Fischer, da Bertelsmann, acrescenta que a competitividade da Alemanha no cenário internacional também depende de um reforço da competência federal no setor da educação. Com isso, prevê que "a questão do ensino pode se tornar de novo o grande campo de batalha nas negociações", aludindo ao fracasso em dezembro de 2004.
Canadá como exemplo?
A Alemanha, no entanto, não é o único país a amargar as conseqüências da disputa por competências dentro do federalismo. "Faltam modelos dignos de ser seguidos", lamenta o jurista Schneider, que integrou a Comissão do Federalismo na qualidade de perito. A pretensão de reformar o federalismo fracassou tanto no Canadá como na Austrália.
Ainda assim, há outras formas de federalismo que poderiam servir de orientação para a Alemanha. Ao lado do centralismo francês, há, por exemplo, o federalismo "assimétrico" do Canadá, lembra Fischer.

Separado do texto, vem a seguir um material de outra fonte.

//! Retry with exponential backoff.
//!
//! `RetryPolicy` describes how many attempts to make and how long to wait
//! between them; `retry_with_backoff` applies it to any fallible async
//! operation. The delay after attempt `n` (1-based) is
//! `min(base_delay * 2^(n-1), max_delay)`.

use std::fmt::Display;
use std::future::Future;
use std::time::Duration;

/// Attempt budget and backoff curve.
#[derive(Debug, Clone, Copy, PartialEq, Eq)]
pub struct RetryPolicy {
    /// Total attempts, including the first one.
    pub max_attempts: u32,
    pub base_delay: Duration,
    pub max_delay: Duration,
}

impl Default for RetryPolicy {
    fn default() -> Self {
        Self {
            max_attempts: 3,
            base_delay: Duration::from_millis(1000),
            max_delay: Duration::from_millis(5000),
        }
    }
}

impl RetryPolicy {
    /// Wait before the attempt following attempt `attempt` (1-based).
    pub fn delay_after(&self, attempt: u32) -> Duration {
        let exp = attempt.saturating_sub(1).min(31);
        self.base_delay
            .saturating_mul(2u32.saturating_pow(exp))
            .min(self.max_delay)
    }
}

/// Run `op` until it succeeds, `should_retry` rejects the error, or the
/// policy's attempts are used up. The last error is returned on failure.
///
/// `op` receives the 1-based attempt number.
pub async fn retry_with_backoff<T, E, F, Fut>(
    policy: &RetryPolicy,
    should_retry: impl Fn(&E) -> bool,
    mut op: F,
) -> Result<T, E>
where
    F: FnMut(u32) -> Fut,
    Fut: Future<Output = Result<T, E>>,
    E: Display,
{
    let max_attempts = policy.max_attempts.max(1);
    let mut attempt = 1;

    loop {
        match op(attempt).await {
            Ok(value) => return Ok(value),
            Err(e) if attempt < max_attempts && should_retry(&e) => {
                let delay = policy.delay_after(attempt);
                tracing::warn!(
                    attempt,
                    max_attempts,
                    delay_ms = delay.as_millis() as u64,
                    error = %e,
                    "attempt failed, backing off"
                );
                tokio::time::sleep(delay).await;
                attempt += 1;
            }
            Err(e) => {
                tracing::error!(attempt, max_attempts, error = %e, "giving up");
                return Err(e);
            }
        }
    }
}

// ─── Tests ───────────────────────────────────────────────────────────────────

Em sua opinião, esse modelo favoreceria os Estados federados mais pobres, que não têm condições de realizar todas as tarefas que lhes cabem.
Essa proposta teria como conseqüência uma redistribuição das atribuições dos Estados "pobres" para os "ricos", o que, por sua vez, certamente daria origem a uma enorme onda de indignação. Com isso, o mais provável é que ela permaneça eternamente no patamar em que se encontra hoje: o das meras reflexões acadêmicas.